▶ WHAT IS EXPECTED
Two lines below mark the span: the one containing "use crate::cli::ServerArgs;" and the one containing "let mut out". Set down both, plus every line between, exactly as they stand, and nothing else.

Dataset excerpts
——

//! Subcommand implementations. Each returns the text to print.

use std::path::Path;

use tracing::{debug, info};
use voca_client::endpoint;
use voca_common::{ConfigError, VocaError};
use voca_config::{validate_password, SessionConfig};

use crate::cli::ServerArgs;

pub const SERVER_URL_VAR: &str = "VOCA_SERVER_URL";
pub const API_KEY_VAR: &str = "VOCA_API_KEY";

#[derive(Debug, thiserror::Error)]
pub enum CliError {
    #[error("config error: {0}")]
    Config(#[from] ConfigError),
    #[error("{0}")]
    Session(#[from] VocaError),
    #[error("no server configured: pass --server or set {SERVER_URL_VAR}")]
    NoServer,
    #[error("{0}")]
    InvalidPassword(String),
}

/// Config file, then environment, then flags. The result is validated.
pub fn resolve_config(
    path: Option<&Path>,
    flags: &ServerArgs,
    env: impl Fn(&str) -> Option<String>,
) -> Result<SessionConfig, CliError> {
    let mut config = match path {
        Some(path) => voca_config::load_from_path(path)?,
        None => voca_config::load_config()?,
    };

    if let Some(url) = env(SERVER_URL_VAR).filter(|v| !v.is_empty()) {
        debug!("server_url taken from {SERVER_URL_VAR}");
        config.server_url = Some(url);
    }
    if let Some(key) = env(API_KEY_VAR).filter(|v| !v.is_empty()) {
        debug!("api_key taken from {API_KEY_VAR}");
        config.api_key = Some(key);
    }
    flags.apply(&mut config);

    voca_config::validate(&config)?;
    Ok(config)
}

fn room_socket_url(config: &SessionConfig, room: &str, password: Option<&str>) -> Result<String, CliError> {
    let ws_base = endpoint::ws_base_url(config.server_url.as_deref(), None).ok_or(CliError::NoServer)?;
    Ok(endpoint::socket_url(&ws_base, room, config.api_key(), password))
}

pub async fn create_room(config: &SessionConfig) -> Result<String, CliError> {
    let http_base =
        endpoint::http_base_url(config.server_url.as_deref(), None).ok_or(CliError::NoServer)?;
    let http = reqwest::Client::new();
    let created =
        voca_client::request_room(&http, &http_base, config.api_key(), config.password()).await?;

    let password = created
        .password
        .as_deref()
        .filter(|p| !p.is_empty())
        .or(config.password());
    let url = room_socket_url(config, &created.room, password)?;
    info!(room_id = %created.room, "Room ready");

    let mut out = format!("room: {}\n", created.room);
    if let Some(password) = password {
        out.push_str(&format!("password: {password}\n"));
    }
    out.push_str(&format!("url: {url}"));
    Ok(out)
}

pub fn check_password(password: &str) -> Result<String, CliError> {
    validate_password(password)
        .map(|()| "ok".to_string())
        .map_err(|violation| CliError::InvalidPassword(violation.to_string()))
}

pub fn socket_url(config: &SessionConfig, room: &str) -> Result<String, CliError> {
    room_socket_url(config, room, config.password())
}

——

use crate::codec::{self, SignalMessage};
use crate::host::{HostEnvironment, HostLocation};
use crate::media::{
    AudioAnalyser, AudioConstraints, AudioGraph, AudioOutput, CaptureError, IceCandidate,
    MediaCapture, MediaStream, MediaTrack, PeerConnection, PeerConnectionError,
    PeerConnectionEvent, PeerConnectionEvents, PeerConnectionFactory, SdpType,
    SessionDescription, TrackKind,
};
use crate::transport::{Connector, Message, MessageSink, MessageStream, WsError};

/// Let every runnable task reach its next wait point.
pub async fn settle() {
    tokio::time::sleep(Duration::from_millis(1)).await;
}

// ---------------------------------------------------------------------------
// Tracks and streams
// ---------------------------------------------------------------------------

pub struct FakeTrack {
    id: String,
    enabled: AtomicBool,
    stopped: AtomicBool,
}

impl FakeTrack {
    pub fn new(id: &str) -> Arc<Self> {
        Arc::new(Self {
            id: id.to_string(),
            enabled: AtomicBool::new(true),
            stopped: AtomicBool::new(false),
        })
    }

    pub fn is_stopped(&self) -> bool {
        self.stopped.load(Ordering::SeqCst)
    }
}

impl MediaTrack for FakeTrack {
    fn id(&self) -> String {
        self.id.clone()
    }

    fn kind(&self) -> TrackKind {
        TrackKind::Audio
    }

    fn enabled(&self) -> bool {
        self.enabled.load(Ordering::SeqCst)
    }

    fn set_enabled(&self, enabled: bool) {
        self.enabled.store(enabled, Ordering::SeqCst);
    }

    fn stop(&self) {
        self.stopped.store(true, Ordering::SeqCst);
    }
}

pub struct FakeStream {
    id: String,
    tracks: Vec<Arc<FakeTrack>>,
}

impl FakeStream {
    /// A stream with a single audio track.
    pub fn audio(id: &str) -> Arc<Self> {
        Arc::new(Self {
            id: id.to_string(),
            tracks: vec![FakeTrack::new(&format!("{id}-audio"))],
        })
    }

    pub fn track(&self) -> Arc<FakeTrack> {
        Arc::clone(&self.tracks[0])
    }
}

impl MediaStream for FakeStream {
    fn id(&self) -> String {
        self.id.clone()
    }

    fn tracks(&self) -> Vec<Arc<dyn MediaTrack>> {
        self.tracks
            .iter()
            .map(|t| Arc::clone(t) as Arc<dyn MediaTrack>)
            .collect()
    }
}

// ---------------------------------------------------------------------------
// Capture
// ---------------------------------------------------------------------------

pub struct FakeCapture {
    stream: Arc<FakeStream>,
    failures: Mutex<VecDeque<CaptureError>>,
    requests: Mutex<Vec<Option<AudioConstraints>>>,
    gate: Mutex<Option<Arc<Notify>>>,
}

——

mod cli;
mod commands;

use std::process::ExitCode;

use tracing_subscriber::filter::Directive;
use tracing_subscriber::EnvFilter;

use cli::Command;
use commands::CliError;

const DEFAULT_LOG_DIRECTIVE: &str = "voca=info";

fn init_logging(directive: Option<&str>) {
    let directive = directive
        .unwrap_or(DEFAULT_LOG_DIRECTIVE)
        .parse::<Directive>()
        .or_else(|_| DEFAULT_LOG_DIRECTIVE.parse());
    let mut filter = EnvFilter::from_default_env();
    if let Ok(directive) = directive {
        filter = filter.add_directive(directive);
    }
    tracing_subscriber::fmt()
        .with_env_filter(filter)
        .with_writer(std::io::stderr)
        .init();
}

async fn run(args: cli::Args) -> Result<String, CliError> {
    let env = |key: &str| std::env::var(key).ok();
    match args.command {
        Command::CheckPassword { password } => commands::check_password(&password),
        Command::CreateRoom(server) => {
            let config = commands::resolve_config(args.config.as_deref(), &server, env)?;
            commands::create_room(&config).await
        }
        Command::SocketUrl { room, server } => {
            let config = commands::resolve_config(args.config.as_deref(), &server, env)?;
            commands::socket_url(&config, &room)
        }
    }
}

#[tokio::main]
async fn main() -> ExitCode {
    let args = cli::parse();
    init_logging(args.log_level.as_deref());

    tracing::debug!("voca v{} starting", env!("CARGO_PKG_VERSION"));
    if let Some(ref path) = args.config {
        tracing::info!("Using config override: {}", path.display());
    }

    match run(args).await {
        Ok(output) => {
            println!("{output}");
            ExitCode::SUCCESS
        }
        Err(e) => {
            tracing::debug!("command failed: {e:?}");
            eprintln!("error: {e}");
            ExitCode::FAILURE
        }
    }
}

——

▶ YOUR SOLUTION
use crate::cli::ServerArgs;

pub const SERVER_URL_VAR: &str = "VOCA_SERVER_URL";
pub const API_KEY_VAR: &str = "VOCA_API_KEY";

#[derive(Debug, thiserror::Error)]
pub enum CliError {
    #[error("config error: {0}")]
    Config(#[from] ConfigError),
    #[error("{0}")]
    Session(#[from] VocaError),
    #[error("no server configured: pass --server or set {SERVER_URL_VAR}")]
    NoServer,
    #[error("{0}")]
    InvalidPassword(String),
}

/// Config file, then environment, then flags. The result is validated.
pub fn resolve_config(
    path: Option<&Path>,
    flags: &ServerArgs,
    env: impl Fn(&str) -> Option<String>,
) -> Result<SessionConfig, CliError> {
    let mut config = match path {
        Some(path) => voca_config::load_from_path(path)?,
        None => voca_config::load_config()?,
    };

    if let Some(url) = env(SERVER_URL_VAR).filter(|v| !v.is_empty()) {
        debug!("server_url taken from {SERVER_URL_VAR}");
        config.server_url = Some(url);
    }
    if let Some(key) = env(API_KEY_VAR).filter(|v| !v.is_empty()) {
        debug!("api_key taken from {API_KEY_VAR}");
        config.api_key = Some(key);
    }
    flags.apply(&mut config);

    voca_config::validate(&config)?;
    Ok(config)
}

fn room_socket_url(config: &SessionConfig, room: &str, password: Option<&str>) -> Result<String, CliError> {
    let ws_base = endpoint::ws_base_url(config.server_url.as_deref(), None).ok_or(CliError::NoServer)?;
    Ok(endpoint::socket_url(&ws_base, room, config.api_key(), password))
}

pub async fn create_room(config: &SessionConfig) -> Result<String, CliError> {
    let http_base =
        endpoint::http_base_url(config.server_url.as_deref(), None).ok_or(CliError::NoServer)?;
    let http = reqwest::Client::new();
    let created =
        voca_client::request_room(&http, &http_base, config.api_key(), config.password()).await?;

    let password = created
        .password
        .as_deref()
        .filter(|p| !p.is_empty())
        .or(config.password());
    let url = room_socket_url(config, &created.room, password)?;
    info!(room_id = %created.room, "Room ready");

    let mut out = format!("room: {}\n", created.room);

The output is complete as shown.